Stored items

______________________________

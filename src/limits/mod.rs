pub mod limits_model;
pub mod limits_service;
pub mod limits_traits;

pub use limits_model::{ActivityLevel, LimitFlags, PersonalAttributes, PersonalLimits, Sex};
pub use limits_service::PersonalLimitsService;
pub use limits_traits::PersonalLimitsServiceTrait;
use chrono::NaiveDate;
use rust_decimal::Decimal;
use serde::{Deserialize, Serialize};

/// The sensitive subset of a profile record, in plaintext. Every field is
/// optional: partial records (e.g. a profile created without measurements)
/// carry only what the user provided.
#[derive(Debug, Clone, Default, PartialEq, Serialize, Deserialize)]
#[serde(rename_all = "camelCase")]
pub struct HealthAttributes {
    pub date_of_birth: Option<NaiveDate>,
    pub height_cm: Option<Decimal>,
    pub weight_kg: Option<Decimal>,
    pub has_hypertension: Option<bool>,
    pub has_diabetes: Option<bool>,
    pub has_heart_disease: Option<bool>,
    pub has_kidney_disease: Option<bool>,
    pub is_pregnant: Option<bool>,
}

/// The encrypted representation persisted for a profile record. An absent
/// plaintext field stays absent here; null is never encrypted as a sentinel.
#[derive(Debug, Clone, Default, PartialEq, Serialize, Deserialize)]
#[serde(rename_all = "camelCase")]
pub struct EncryptedHealthAttributes {
    pub date_of_birth_encrypted: Option<String>,
    pub height_cm_encrypted: Option<String>,
    pub weight_kg_encrypted: Option<String>,
    pub has_hypertension_encrypted: Option<String>,
    pub has_diabetes_encrypted: Option<String>,
    pub has_heart_disease_encrypted: Option<String>,
    pub has_kidney_disease_encrypted: Option<String>,
    pub is_pregnant_encrypted: Option<String>,
}
use crate::{block::Payload, heap::Heap, region::HeapSource};

impl<S: HeapSource> Heap<S> {
    /// Gives the allocation at `payload` back to the heap. `None` is a
    /// no-op.
    ///
    /// The heap does not check that `payload` is a live allocation of this
    /// heap. Freeing anything else corrupts the heap.
    pub fn free(&mut self, payload: Option<Payload>) {
        let Some(payload) = payload else {
            return;
        };

        let block = payload.block();
        let size = self.block_size(block);
        debug_assert!(self.is_allocated(block), "double free of {payload:?}");

        let free = self.mark_free(block, size);
        self.insert_free_block(free);
        let survivor = self.coalesce(free);

        log::trace!(
            "free({payload:?}) -> free block at {} of {} bytes",
            survivor.offset(),
            self.block_size(survivor.block())
        );
    }
}
use std::{ptr::NonNull, slice};

use crate::{
    error::HeapError,
    kernel::{page_size, request_memory, return_memory},
    utils::checked_align,
};

/// The heap-growth primitive. A source behaves like `sbrk`: it owns a
/// contiguous byte range that only ever grows at its high end.
///
/// Offsets handed out by [`HeapSource::extend`] stay valid for the lifetime
/// of the source, even if the bytes themselves move.
pub trait HeapSource {
    /// Appends `delta` bytes to the end of the source and returns the offset
    /// of the first new byte, which is always the previous [`len`].
    ///
    /// On failure nothing changes.
    ///
    /// [`len`]: HeapSource::len
    fn extend(&mut self, delta: usize) -> Result<usize, HeapError>;

    /// Bytes handed out so far.
    fn bytes(&self) -> &[u8];

    fn bytes_mut(&mut self) -> &mut [u8];

    fn len(&self) -> usize {
        self.bytes().len()
    }
}

/// A fixed reservation obtained from the platform in one go. The break
/// starts at 0 and moves up on every [`HeapSource::extend`] until the
/// reservation is used up.
///
/// ```text
/// base                      base + brk            base + capacity
/// +--------------------------+-----------------------+
/// |    handed out (heap)     |       reserved        |
/// +--------------------------+-----------------------+
/// ```
///
/// Reserving everything up front keeps the heap at a fixed address, so
/// pointers obtained through [`crate::Heap::payload_ptr`] stay valid while
/// the heap grows.
pub struct MappedRegion {
    /// Start of the mapping returned by the platform.
    base: NonNull<u8>,
    /// Length of the mapping, a multiple of the page size.
    mapped: usize,
    /// Bytes that may be handed out, at most `mapped`.
    capacity: usize,
    /// Current break.
    brk: usize,
}

// The region exclusively owns its mapping.
unsafe impl Send for MappedRegion {}

impl MappedRegion {
    /// Reserves `capacity` bytes. The mapping is rounded up to the page size
    /// but never more than `capacity` bytes are handed out.
    ///
    /// Fails with [`HeapError::MapFailed`] when the platform refuses or
    /// `capacity` cannot be rounded up to whole pages.
    pub fn reserve(capacity: usize) -> Result<Self, HeapError> {
        let mapped = checked_align(capacity.max(1), page_size())
            .ok_or(HeapError::MapFailed { len: capacity })?;

        // SAFETY: the mapping is released exactly once, in `Drop`.
        let base = unsafe { request_memory(mapped) }
            .ok_or(HeapError::MapFailed { len: mapped })?;

        log::debug!("reserved {mapped} bytes at {base:p} for a heap of {capacity} bytes");

        Ok(Self {
            base,
            mapped,
            capacity,
            brk: 0,
        })
    }

    /// Total bytes this region can hand out.
    pub fn capacity(&self) -> usize {
        self.capacity
    }

    /// Bytes still available to [`HeapSource::extend`].
    pub fn remaining(&self) -> usize {
        self.capacity - self.brk
    }
}

impl HeapSource for MappedRegion {
    fn extend(&mut self, delta: usize) -> Result<usize, HeapError> {
        if delta > self.remaining() {
            return Err(HeapError::HeapExhausted {
                requested: delta,
                available: self.remaining(),
            });
        }

        let old_brk = self.brk;
        self.brk += delta;

        Ok(old_brk)
    }

    fn bytes(&self) -> &[u8] {
        // SAFETY: `[base, base + brk)` lies inside our mapping, which the
        // platform zero-filled, and is borrowed through `&self`.
        unsafe { slice::from_raw_parts(self.base.as_ptr(), self.brk) }
    }

    fn bytes_mut(&mut self) -> &mut [u8] {
        // SAFETY: same as `bytes`, and `&mut self` makes the borrow unique.
        unsafe { slice::from_raw_parts_mut(self.base.as_ptr(), self.brk) }
    }

    fn len(&self) -> usize {
        self.brk
    }
}

impl Drop for MappedRegion {
    fn drop(&mut self) {
        // SAFETY: every borrow of the mapping is tied to `self`.
        unsafe { return_memory(self.base, self.mapped) }
    }
}
//! Helper functions for the heap that don't belong to any concrete module.

use std::mem;

/// Size of a machine word. Block sizes, headers, footers and free list
/// links are all measured in words.
pub const WORD_SIZE: usize = mem::size_of::<usize>();

/// It aligns `to_be_aligned` using `aligment`, which must be a power of two.
/// Returns `None` instead of overflowing when `to_be_aligned` is close to
/// `usize::MAX`.
///
/// Used to round reservations up to the page size and request sizes up to
/// [`WORD_SIZE`].
pub fn checked_align(to_be_aligned: usize, aligment: usize) -> Option<usize> {
    to_be_aligned
        .checked_add(aligment - 1)
        .map(|size| size & !(aligment - 1))
}

/// [`checked_align`] to [`WORD_SIZE`].
pub fn checked_align_word(size: usize) -> Option<usize> {
    checked_align(size, WORD_SIZE)
}

#[cfg(test)]
mod tests {
    use super::*;

    #[test]
    fn align_pointer_size() {
        let aligments = vec![(1..8, 8), (9..16, 16), (17..24, 24), (25..32, 32)];

        for (sizes, expected) in aligments {
            for size in sizes {
                assert_eq!(Some(expected), checked_align(size, 8));
            }
        }
    }

    #[test]
    fn align_page_size() {
        // For testing purposes we are assuming the page size is 4096
        let aligments = vec![(1..4096, 4096), (4097..8192, 8192)];

        for (sizes, expected) in aligments {
            for size in sizes {
                assert_eq!(Some(expected), checked_align(size, 4096))
            }
        }
    }

    #[test]
    fn word_alignment_matches_generic_alignment() {
        for size in 0..(WORD_SIZE * 10) {
            assert_eq!(checked_align(size, WORD_SIZE), checked_align_word(size));
        }
    }

    #[test]
    fn checked_align_overflow() {
        assert_eq!(None, checked_align_word(usize::MAX));
        assert_eq!(None, checked_align_word(usize::MAX - WORD_SIZE + 2));
        assert_eq!(None, checked_align(usize::MAX - 4094, 4096));
        assert_eq!(Some(usize::MAX - 4095), checked_align(usize::MAX - 4095, 4096));
    }
}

______________________________

Your goal:
Go through the records, tally the lines holding the word "Some", and give only the tally.

Response:
4